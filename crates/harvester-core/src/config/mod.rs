//! Configuration management for the harvester.
//!
//! Two-layer configuration loading:
//! 1. Built-in defaults
//! 2. Environment variable overrides (`HARVESTER_` prefix)
//!
//! The result is validated once and then treated as frozen; per-scraper
//! runtime overrides arrive only via `ControlRecord.config` and apply at
//! the next cycle boundary (see [`crate::control`]).

mod defaults;
mod env_overrides;
mod types;
mod validation;

#[cfg(test)]
mod tests;

pub use types::{
    AccountConfig, Config, DatabaseConfig, InstagramConfig, MediaConfig, ProxyConfig,
    RedditConfig, SupervisorConfig,
};

use crate::error::ConfigError;

impl Config {
    /// Built-in defaults before any environment overrides are applied.
    pub fn defaults() -> Self {
        Config {
            database: DatabaseConfig {
                url: String::new(),
                max_connections: defaults::DEFAULT_DB_MAX_CONNECTIONS,
            },
            reddit: RedditConfig {
                user_agents: defaults::default_user_agents(),
                request_timeout: defaults::DEFAULT_REDDIT_REQUEST_TIMEOUT,
                max_retries: defaults::DEFAULT_REDDIT_MAX_RETRIES,
                non_related_keywords: defaults::default_non_related_keywords(),
                verification_keywords: defaults::default_verification_keywords(),
                refresh_after: defaults::DEFAULT_REDDIT_REFRESH_AFTER,
                hot_limit: defaults::DEFAULT_REDDIT_HOT_LIMIT,
                top_limit: defaults::DEFAULT_REDDIT_TOP_LIMIT,
                discovery_enabled: true,
                user_submitted_limit: defaults::DEFAULT_REDDIT_USER_SUBMITTED_LIMIT,
            },
            instagram: InstagramConfig {
                rapidapi_host: defaults::DEFAULT_INSTAGRAM_RAPIDAPI_HOST.to_string(),
                rapidapi_key: String::new(),
                requests_per_second: defaults::DEFAULT_INSTAGRAM_REQUESTS_PER_SECOND,
                concurrency: defaults::DEFAULT_INSTAGRAM_CONCURRENCY,
                cycle_wait: defaults::DEFAULT_INSTAGRAM_CYCLE_WAIT,
                batch_size: None,
                new_creator_target: defaults::DEFAULT_INSTAGRAM_NEW_CREATOR_TARGET,
                existing_creator_target: defaults::DEFAULT_INSTAGRAM_EXISTING_CREATOR_TARGET,
                viral_min_views: defaults::DEFAULT_INSTAGRAM_VIRAL_MIN_VIEWS,
                viral_multiplier: defaults::DEFAULT_INSTAGRAM_VIRAL_MULTIPLIER,
                request_timeout: defaults::DEFAULT_INSTAGRAM_REQUEST_TIMEOUT,
                max_retries: defaults::DEFAULT_INSTAGRAM_MAX_RETRIES,
            },
            proxy: ProxyConfig {
                disable_threshold: defaults::DEFAULT_PROXY_DISABLE_THRESHOLD,
                validate_concurrency: defaults::DEFAULT_PROXY_VALIDATE_CONCURRENCY,
                validate_timeout: defaults::DEFAULT_PROXY_VALIDATE_TIMEOUT,
                persist_interval: defaults::DEFAULT_PROXY_PERSIST_INTERVAL,
                persist_every_n: defaults::DEFAULT_PROXY_PERSIST_EVERY_N,
            },
            account: AccountConfig {
                cooldown: defaults::DEFAULT_ACCOUNT_COOLDOWN,
                max_consecutive_failures: defaults::DEFAULT_ACCOUNT_MAX_CONSECUTIVE_FAILURES,
                min_health_score: defaults::DEFAULT_ACCOUNT_MIN_HEALTH_SCORE,
            },
            media: MediaConfig {
                enabled: false,
                account_id: String::new(),
                access_key_id: String::new(),
                secret_access_key: String::new(),
                bucket_name: String::new(),
                public_url: String::new(),
                max_retries: defaults::DEFAULT_MEDIA_MAX_RETRIES,
                image_timeout: defaults::DEFAULT_MEDIA_IMAGE_TIMEOUT,
                video_timeout: defaults::DEFAULT_MEDIA_VIDEO_TIMEOUT,
            },
            supervisor: SupervisorConfig {
                heartbeat_interval: defaults::DEFAULT_SUPERVISOR_HEARTBEAT_INTERVAL,
                drain_deadline: defaults::DEFAULT_SUPERVISOR_DRAIN_DEADLINE,
                stale_heartbeat_reddit: defaults::DEFAULT_SUPERVISOR_STALE_HEARTBEAT_REDDIT,
                stale_heartbeat_instagram: defaults::DEFAULT_SUPERVISOR_STALE_HEARTBEAT_INSTAGRAM,
            },
        }
    }

    /// Load configuration: defaults, then environment overrides, then
    /// validation. This is the single entry point used by both binaries.
    pub fn load() -> Result<Self, ConfigError> {
        let _ = dotenvy::dotenv();
        let mut config = Self::defaults();
        config.apply_env_overrides()?;
        config.validate()?;
        Ok(config)
    }
}
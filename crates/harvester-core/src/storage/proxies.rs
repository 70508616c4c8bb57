//! CRUD operations for the `proxies` table.

use super::DbPool;
use crate::error::StorageError;
use chrono::{DateTime, Utc};

/// A proxy row, tracking the rolling health signals used by
/// [`crate::proxy::ProxyRegistry`]'s scoring formula.
#[derive(Debug, Clone, sqlx::FromRow, serde::Serialize)]
pub struct ProxyRecord {
    pub id: i64,
    pub host: String,
    pub port: i32,
    pub protocol: String,
    pub username: Option<String>,
    pub password: Option<String>,
    /// Higher priority proxies are ordered first when building the
    /// thread-to-proxy `ThreadAssignment`.
    pub priority: i32,
    /// Number of concurrent worker threads this proxy may serve in one
    /// cycle; `T = Σ max_threads` over active proxies.
    pub max_threads: i32,
    pub is_active: bool,
    pub consecutive_errors: i32,
    pub total_requests: i64,
    pub failed_requests: i64,
    pub avg_response_time_ms: f64,
    pub last_validated_at: Option<DateTime<Utc>>,
    pub disabled_at: Option<DateTime<Utc>>,
    pub disabled_reason: Option<String>,
}

impl ProxyRecord {
    /// Fraction of requests through this proxy that succeeded, in `[0, 100]`.
    pub fn success_rate(&self) -> f64 {
        if self.total_requests == 0 {
            return 100.0;
        }
        let succeeded = (self.total_requests - self.failed_requests).max(0) as f64;
        succeeded / self.total_requests as f64 * 100.0
    }

    /// Health score used to rank proxies for thread assignment: higher is
    /// healthier. Matches the weighting recovered from the proxy manager
    /// this component is descended from.
    pub fn health_score(&self) -> f64 {
        self.success_rate() - self.avg_response_time_ms / 100.0
            - (self.consecutive_errors as f64) * 10.0
    }
}

/// Load all proxies with `is_active = true`, ordered by descending priority
/// (the deterministic order `assign_threads` builds the thread map from),
/// ties broken by descending health.
pub async fn list_active(pool: &DbPool) -> Result<Vec<ProxyRecord>, StorageError> {
    let mut proxies: Vec<ProxyRecord> =
        sqlx::query_as::<_, ProxyRecord>("SELECT * FROM proxies WHERE is_active = true")
            .fetch_all(pool)
            .await
            .map_err(StorageError::from)?;
    sort_by_priority(&mut proxies);
    Ok(proxies)
}

pub fn sort_by_priority(proxies: &mut [ProxyRecord]) {
    proxies.sort_by(|a, b| {
        b.priority.cmp(&a.priority).then_with(|| {
            b.health_score().partial_cmp(&a.health_score()).unwrap_or(std::cmp::Ordering::Equal)
        })
    });
}

/// Record the outcome of a single request made through `proxy_id`,
/// updating the rolling average latency and consecutive-error streak.
pub async fn record_result(
    pool: &DbPool,
    proxy_id: i64,
    success: bool,
    latency_ms: f64,
) -> Result<(), StorageError> {
    if success {
        sqlx::query(
            "UPDATE proxies SET
                total_requests = total_requests + 1,
                consecutive_errors = 0,
                avg_response_time_ms = CASE
                    WHEN total_requests = 0 THEN $2
                    ELSE (avg_response_time_ms * total_requests + $2) / (total_requests + 1)
                END,
                last_validated_at = now()
             WHERE id = $1",
        )
        .bind(proxy_id)
        .bind(latency_ms)
        .execute(pool)
        .await
        .map_err(StorageError::from)?;
    } else {
        sqlx::query(
            "UPDATE proxies SET
                total_requests = total_requests + 1,
                failed_requests = failed_requests + 1,
                consecutive_errors = consecutive_errors + 1
             WHERE id = $1",
        )
        .bind(proxy_id)
        .execute(pool)
        .await
        .map_err(StorageError::from)?;
    }
    Ok(())
}

/// Mark a proxy disabled once its `consecutive_errors` crosses the
/// configured threshold.
pub async fn disable(pool: &DbPool, proxy_id: i64, reason: &str) -> Result<(), StorageError> {
    sqlx::query(
        "UPDATE proxies SET is_active = false, disabled_at = now(), disabled_reason = $2
         WHERE id = $1",
    )
    .bind(proxy_id)
    .bind(reason)
    .execute(pool)
    .await
    .map_err(StorageError::from)?;
    Ok(())
}

#[cfg(test)]
mod tests {
    use super::*;

    fn proxy(total: i64, failed: i64, avg_ms: f64, consecutive_errors: i32) -> ProxyRecord {
        ProxyRecord {
            id: 1,
            host: "127.0.0.1".to_string(),
            port: 8080,
            protocol: "http".to_string(),
            username: None,
            password: None,
            priority: 0,
            max_threads: 1,
            is_active: true,
            consecutive_errors,
            total_requests: total,
            failed_requests: failed,
            avg_response_time_ms: avg_ms,
            last_validated_at: None,
            disabled_at: None,
            disabled_reason: None,
        }
    }

    fn make_proxy(id: i64, priority: i32) -> ProxyRecord {
        let mut p = proxy(100, 0, 50.0, 0);
        p.id = id;
        p.priority = priority;
        p
    }

    #[test]
    fn sort_by_priority_orders_descending_priority_then_health() {
        let mut proxies = vec![make_proxy(1, 0), make_proxy(2, 5), make_proxy(3, 5)];
        proxies[2].avg_response_time_ms = 10.0;
        sort_by_priority(&mut proxies);
        assert_eq!(proxies[0].id, 3);
        assert_eq!(proxies[1].id, 2);
        assert_eq!(proxies[2].id, 1);
    }

    #[test]
    fn success_rate_defaults_to_100_with_no_traffic() {
        assert_eq!(proxy(0, 0, 0.0, 0).success_rate(), 100.0);
    }

    #[test]
    fn success_rate_computes_correctly() {
        assert_eq!(proxy(100, 25, 0.0, 0).success_rate(), 75.0);
    }

    #[test]
    fn health_score_penalizes_latency_and_errors() {
        let healthy = proxy(100, 0, 100.0, 0);
        let unhealthy = proxy(100, 0, 100.0, 3);
        assert!(healthy.health_score() > unhealthy.health_score());
        assert_eq!(unhealthy.health_score(), healthy.health_score() - 30.0);
    }
}
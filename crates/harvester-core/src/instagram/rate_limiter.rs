//! Token-bucket rate limiter bounding outbound RapidAPI requests to a
//! configured requests-per-second ceiling, shared across every concurrent
//! creator task in a cycle.

use std::sync::Mutex;
use std::time::{Duration, Instant};

/// A classic token bucket: capacity refills continuously at `rate` tokens
/// per second, up to `capacity`. `acquire` blocks (via sleeping) until a
/// token is available rather than rejecting the caller outright, since
/// every caller here genuinely needs to make the request eventually.
pub struct TokenBucket {
    capacity: f64,
    rate_per_sec: f64,
    state: Mutex<BucketState>,
}

struct BucketState {
    tokens: f64,
    last_refill: Instant,
}

impl TokenBucket {
    pub fn new(rate_per_sec: u32) -> Self {
        let capacity = rate_per_sec.max(1) as f64;
        Self {
            capacity,
            rate_per_sec: capacity,
            state: Mutex::new(BucketState {
                tokens: capacity,
                last_refill: Instant::now(),
            }),
        }
    }

    fn refill(&self, state: &mut BucketState) {
        let now = Instant::now();
        let elapsed = now.duration_since(state.last_refill).as_secs_f64();
        state.tokens = (state.tokens + elapsed * self.rate_per_sec).min(self.capacity);
        state.last_refill = now;
    }

    /// Wait until a single token is available, then consume it.
    pub async fn acquire(&self) {
        loop {
            let wait = {
                let mut state = self.state.lock().unwrap();
                self.refill(&mut state);
                if state.tokens >= 1.0 {
                    state.tokens -= 1.0;
                    None
                } else {
                    let deficit = 1.0 - state.tokens;
                    Some(Duration::from_secs_f64(deficit / self.rate_per_sec))
                }
            };
            match wait {
                None => return,
                Some(duration) => tokio::time::sleep(duration).await,
            }
        }
    }
}

#[cfg(test)]
mod tests {
    use super::*;

    #[tokio::test]
    async fn acquires_immediately_within_capacity() {
        let bucket = TokenBucket::new(10);
        let started = Instant::now();
        for _ in 0..10 {
            bucket.acquire().await;
        }
        assert!(started.elapsed() < Duration::from_millis(50));
    }

    #[tokio::test]
    async fn blocks_once_capacity_is_exhausted() {
        let bucket = TokenBucket::new(5);
        for _ in 0..5 {
            bucket.acquire().await;
        }
        let started = Instant::now();
        bucket.acquire().await;
        assert!(started.elapsed() >= Duration::from_millis(150));
    }
}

####

*EXERCISE INSTRUCTIONS:* Which lines of the listing contain the word "false"? Copy each of them.

*ANSWER BELOW:*
                enabled: false,
        "UPDATE proxies SET is_active = false, disabled_at = now(), disabled_reason = $2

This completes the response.